Как требовать можно, попутал лукавый?
Зачем наделил ты попов неким правом?
Позволил на мощи – святыни дербанить,
Продажа Святынь твоё сердце не ранит?
Прощаешь любя нас, грехи отпуская,
Берёшь на себя, Божья воля такая.
Помилуй, нас грешных, дай мудрости Боже,
От сердца молящимся, знаю – Поможешь!
Кузьмина Наталия Азъ
Священнослужитель жил не так уж далеко. В последнее время, в связи с политическими страстями, он старался не принимать посетителей и не привлекать внимания. Одевался в старый сюртук и шапку ушанку, на ногах – мокроступы (валенки с калошами). Прежде, они с Ирис были знакомы, поэтому он впустил её, выслушал и в порядке исключения назначил дату крещения, как и полагается на 19 января.
Этому торжественному ритуалу, предшествовала большая работа. Нужно было отблагодарить опального старца, для этого Ирис достала из закромов небольшую старинную иконку, размером с ладонь.
– Что ты Ирис, у нас есть деньги, – сказала Злата.

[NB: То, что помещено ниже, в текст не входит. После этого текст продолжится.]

use std::time::Duration;

#[macro_export]
macro_rules! args {
    ($($element:expr),*) => {{
        #[allow(unused_mut)]
        let mut vs = Vec::new();
        $(vs.push($element.to_string());)*
        vs
    }};
    ($($element:expr,)*) => {{
        $crate::args![$($element),*]
    }};
}

/// Fixed wait between experiment phases.
pub async fn stopwatch(seconds: u64) {
    if seconds == 0 {
        return;
    }
    tracing::info!("waiting {}s", seconds);
    tokio::time::sleep(Duration::from_secs(seconds)).await;
}

/// Joins arguments with spaces, the way they end up on a remote shell.
pub fn join_args(args: Vec<String>) -> String {
    args.join(" ")
}
use crate::db::LatencyType;
use color_eyre::eyre::WrapErr;
use color_eyre::Report;
use kawkab_exp::{SerializationFormat, System, TestId};
use serde::{Deserialize, Serialize};
use std::path::Path;

/// Parameters shared by every test of a figure, unless the plotted
/// parameter overrides them.
#[derive(Debug, Clone, Serialize, Deserialize)]
#[serde(default)]
pub struct TestDefaults {
    pub write_ratio: usize,
    pub num_clients: usize,
    pub clients_per_machine: usize,
    pub batch_size: usize,
    pub record_size: usize,
    pub files_per_client: usize,
}

impl Default for TestDefaults {
    fn default() -> Self {
        Self {
            write_ratio: 100,
            num_clients: 200,
            clients_per_machine: 10,
            batch_size: 10000,
            record_size: 16,
            files_per_client: 1,
        }
    }
}

/// The test parameter a metric varies across its points.
#[derive(Debug, Clone, Copy, PartialEq, Eq, Serialize, Deserialize)]
pub enum Param {
    BatchSize,
    WriteRatio,
    RecordSize,
    NumClients,
    ClientsPerMachine,
    FilesPerClient,
}

#[derive(Debug, Clone, Serialize, Deserialize)]
pub struct Point {
    pub res_file: String,
    pub prefix: String,
    // value of the metric's parameter at this point
    pub val: usize,
    #[serde(default)]
    pub num_clients: Option<usize>,
    pub iats: Vec<f64>,
    // recompute latencies from the run's histograms
    #[serde(default)]
    pub from_hist: bool,
}

/// A line (or a bar group) of a figure.
#[derive(Debug, Clone, Serialize, Deserialize)]
pub struct Metric {
    pub system: System,
    pub label: String,
    pub param: Param,
    pub points: Vec<Point>,
}

#[derive(Debug, Clone, Copy, PartialEq, Eq, Serialize, Deserialize)]
pub enum Format {
    Pdf,
    Eps,
    Png,
}

impl Format {
    pub fn extension(&self) -> &str {
        match self {
            Format::Pdf => "pdf",
            Format::Eps => "eps",
            Format::Png => "png",
        }
    }
}

#[derive(Debug, Clone, Serialize, Deserialize)]
pub struct HistInput {
    pub label: String,
    pub run_dir: String,
}

#[derive(Debug, Clone, Serialize, Deserialize)]
pub struct TimelineInput {
    pub label: String,
    // a `*-results-hists.json` file
    pub path: String,
    #[serde(default)]
    pub offset_secs: f64,
    // zero the partial first and last seconds
    #[serde(default)]
    pub zero_ends: bool,
}

#[derive(Debug, Clone, Serialize, Deserialize)]
#[serde(tag = "kind")]
pub enum FigureSpec {
    /// Latency against throughput, one figure per latency type.
    LatencyThroughput {
        name: String,
        metrics: Vec<Metric>,
        #[serde(default = "all_latencies")]
        latencies: Vec<LatencyType>,
        #[serde(default)]
        log_y: bool,
        #[serde(default)]
        y_max: Option<f64>,
    },
    /// Throughput of each point as grouped bars.
    ThroughputBars {
        name: String,
        metrics: Vec<Metric>,
        xlabel: String,
        #[serde(default)]
        log_y: bool,
    },
    /// Latency distribution of whole runs.
    LatencyCdf {
        name: String,
        inputs: Vec<HistInput>,
        #[serde(default)]
        log_x: bool,
    },
    /// Throughput over time.
    Timeline {
        name: String,
        inputs: Vec<TimelineInput>,
        #[serde(default)]
        x_max: Option<f64>,
        #[serde(default)]
        y_max: Option<f64>,
    },
    /// Server cache statistics over time.
    CacheTimeline {
        name: String,
        path: String,
        #[serde(default)]
        start_diff: usize,
        #[serde(default)]
        x_max: Option<f64>,
    },
}

fn all_latencies() -> Vec<LatencyType> {
    LatencyType::all().to_vec()
}

impl FigureSpec {
    pub fn name(&self) -> &str {
        match self {
            Self::LatencyThroughput { name, .. }
            | Self::ThroughputBars { name, .. }
            | Self::LatencyCdf { name, .. }
            | Self::Timeline { name, .. }
            | Self::CacheTimeline { name, .. } => name,
        }
    }

    /// Metrics whose results must be loaded into the database.
    pub fn metrics(&self) -> &[Metric] {
        match self {
            Self::LatencyThroughput { metrics, .. }
            | Self::ThroughputBars { metrics, .. } => metrics,
            _ => &[],
        }
    }
}

#[derive(Debug, Clone, Serialize, Deserialize)]
#[serde(default)]
pub struct PlotConfig {
    pub results_dir: String,
    pub fig_dir: String,
    pub defaults: TestDefaults,
    pub test_runs: Vec<usize>,
    pub formats: Vec<Format>,
    pub figures: Vec<FigureSpec>,
}

impl Default for PlotConfig {
    fn default() -> Self {
        Self {
            results_dir: String::from("../experiments/results"),
            fig_dir: String::from("figures"),
            defaults: TestDefaults::default(),
            test_runs: vec![1],
            formats: vec![Format::Pdf, Format::Eps],
            figures: Vec::new(),
        }
    }
}

impl PlotConfig {
    pub fn load(path: impl AsRef<Path>) -> Result<Self, Report> {
        let path = path.as_ref();
        kawkab_exp::deserialize(path, SerializationFormat::Json)
            .wrap_err_with(|| format!("load plot config {}", path.display()))
    }

    /// Identifier of the test behind `point` at inter-arrival time `iat`.
    pub fn test_id(
        &self,
        metric: &Metric,
        point: &Point,
        iat: f64,
    ) -> TestId {
        let d = &self.defaults;
        let mut id = TestId {
            system: metric.system,
            prefix: point.prefix.clone(),
            num_clients: point.num_clients.unwrap_or(d.num_clients),
            clients_per_machine: d.clients_per_machine,
            batch_size: d.batch_size,
            record_size: d.record_size,
            files_per_client: d.files_per_client,
            write_ratio: d.write_ratio,
            iat,
        };
        match metric.param {
            Param::BatchSize => id.batch_size = point.val,
            Param::WriteRatio => id.write_ratio = point.val,
            Param::RecordSize => id.record_size = point.val,
            Param::NumClients => id.num_clients = point.val,
            Param::ClientsPerMachine => id.clients_per_machine = point.val,
            Param::FilesPerClient => id.files_per_client = point.val,
        }
        id
    }

    /// Directory of run `run` of a test.
    pub fn run_dir(&self, test_id: &TestId, run: usize) -> String {
        format!(
            "{}/{}/{}/run_{}",
            self.results_dir,
            test_id.system.dir_name(),
            test_id,
            run
        )
    }

    /// Paths of a figure, one per configured format.
    pub fn figure_paths(&self, name: &str) -> Vec<String> {
        self.formats
            .iter()
            .map(|format| {
                format!("{}/{}.{}", self.fig_dir, name, format.extension())
            })
            .collect()
    }
}
use clap::{Parser, Subcommand};
use color_eyre::eyre::WrapErr;
use color_eyre::Report;
use kawkab_exp::progress::TracingProgressBar;
use kawkab_exp::sweep;
use kawkab_exp::{ExperimentConfig, Hosts, Machines};
use std::path::PathBuf;

// used when no configuration file is given
const CONFIG_FILE: &str = "exp_config.json";

#[derive(Parser)]
#[command(about = "Runs kawkab benchmark batches across a cluster")]
struct Cli {
    /// Experiment configuration (json)
    #[arg(short, long, default_value = CONFIG_FILE)]
    config: PathBuf,
    #[command(subcommand)]
    command: Option<Command>,
}

#[derive(Subcommand)]
enum Command {
    /// Runs every test of the sweep (default)
    Run,
    /// Kills kawkab, client and backend processes on all hosts
    Stop {
        /// Only stop these hosts
        #[arg(long = "host")]
        hosts: Vec<String>,
    },
    /// Lists the tests of the sweep without touching any host
    Points,
}

#[tokio::main]
async fn main() -> Result<(), Report> {
    color_eyre::install()?;
    let cli = Cli::parse();
    let config = ExperimentConfig::load(&cli.config)?;

    match cli.command.unwrap_or(Command::Run) {
        Command::Run => {
            let points =
                sweep::sweep_points(&config.sweep, config.total_clients());
            let progress = TracingProgressBar::init(points.len());
            let machines = Machines::from_config(&config);
            sweep::run_batch(&machines, &config, &progress)
                .await
                .wrap_err("run batch")?;
            progress.finish();
        }
        Command::Stop { hosts } => {
            kawkab_exp::init_tracing();
            let machines = Machines::from_config(&config);
            let hosts = if hosts.is_empty() {
                Hosts::All
            } else {
                Hosts::List(hosts)
            };
            sweep::kill_processes(&machines, &hosts)
                .await
                .wrap_err("kill processes")?;
        }
        Command::Points => {
            let points =
                sweep::sweep_points(&config.sweep, config.total_clients());
            for point in &points {
                println!("{} run_{}", point.test_id(), point.test_run);
            }
            println!("{} tests", points.len());
        }
    }
    Ok(())
}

– Сегодня есть, завтра нет. Я бабушка твоим деткам? – задала она вопрос, в резкой форме.
– Конечно милая наша.
– Вот я и оплачиваю их купель крещенскую, оттого что считаю это своим долгом. А ты прими это как есть, ведь крёстная мать у них Я. Всё!
Злата смиренно замолчала. Два крестика для Ганны и Андрэ у них уже имелись, оставалось раздобыть ещё два. Для цыган приемлемо лишь золото, оно стоит у них на одной ступени с Богом, с Богом и ассоциируется. Пусть это звучит скверно, но цыганский Бог – это золото, а золото – это их Бог. Деревянный или оловянный крестик недопустимы, именно этим, ситуация и осложнялась. На помощь вновь пришла Ирис.
– Вот, извольте, – сказала она, развернув истлевшую материю, в которой лежало два маленьких золотых крестика.
– Ирис, так нельзя.
– Слушай меня девочка. Поверь, я знаю что можно, а чего нельзя, поэтому и дожила до таких лет. А ты ещё не ведаешь, поэтому учись и впитывай аки губка. Крестик размером побольше, принадлежал моему сыну, но он отрёкся от Бога. Богдана дал нам Бог, значит крест по праву принадлежит ему. Вот этот поменьше, крестик моей матушки, его я дарую Рози. Лёжа в сукне, они давно не приносят счастья, а я хочу быть счастливой и дарить счастье другим.